//! Panel Uplink Library
//!
//! Triggers a full account backup on a hosting panel, waits for it to finish
//! and streams the archive into an encrypted object-storage bucket.

pub mod access;
pub mod config;
pub mod panel;
pub mod pipeline;
pub mod poller;
pub mod shutdown;
pub mod storage;
pub mod transfer;
pub mod utils;

// Re-export commonly used types
pub use access::{AccessMode, AccessScope, AccessScopeBuilder};
pub use config::{PanelConfig, PollConfig, StorageConfig};
pub use panel::{BackupSource, PanelClient};
pub use pipeline::{Pipeline, PipelineOutcome};
pub use poller::{BackupCompletionPoller, PollState};
pub use utils::errors::{Result, StorageError, UplinkError};
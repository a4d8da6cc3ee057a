//! Archive handles and upload progress reporting.

pub mod progress;
pub mod progress_stream;

use std::fmt;
use std::io::Cursor;
use tokio::io::AsyncRead;

/// Readable side of an archive being transferred.
pub type ArchiveReader = Box<dyn AsyncRead + Send + Sync + Unpin>;

/// A completed backup archive, ready to be streamed.
///
/// Whoever holds the handle owns the underlying reader; dropping the handle
/// closes it.
pub struct ArchiveHandle {
    pub file_name: String,
    pub reader: ArchiveReader,
    /// Size in bytes, when known up front
    pub size: Option<u64>,
}

impl ArchiveHandle {
    pub fn new(file_name: impl Into<String>, reader: ArchiveReader) -> Self {
        Self {
            file_name: file_name.into(),
            reader,
            size: None,
        }
    }

    /// Wrap an in-memory payload.
    pub fn from_bytes(file_name: impl Into<String>, bytes: Vec<u8>) -> Self {
        let size = bytes.len() as u64;
        Self::new(file_name, Box::new(Cursor::new(bytes))).with_size(size)
    }

    pub fn with_size(mut self, size: u64) -> Self {
        self.size = Some(size);
        self
    }
}

impl fmt::Debug for ArchiveHandle {
    fn fmt(&self, f: &mut fmt::Formatter<'_>) -> fmt::Result {
        f.debug_struct("ArchiveHandle")
            .field("file_name", &self.file_name)
            .field("size", &self.size)
            .finish_non_exhaustive()
    }
}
******************************
▶ [WHAT YOU NEED TO DO]:
Beginning at the top of the records above, transcribe each line exactly up to and including the line that holds "pub mod transfer;".

▶ [EXERCISE ANSWER]:
//! Panel Uplink Library
//!
//! Triggers a full account backup on a hosting panel, waits for it to finish
//! and streams the archive into an encrypted object-storage bucket.

pub mod access;
pub mod config;
pub mod panel;
pub mod pipeline;
pub mod poller;
pub mod shutdown;
pub mod storage;
pub mod transfer;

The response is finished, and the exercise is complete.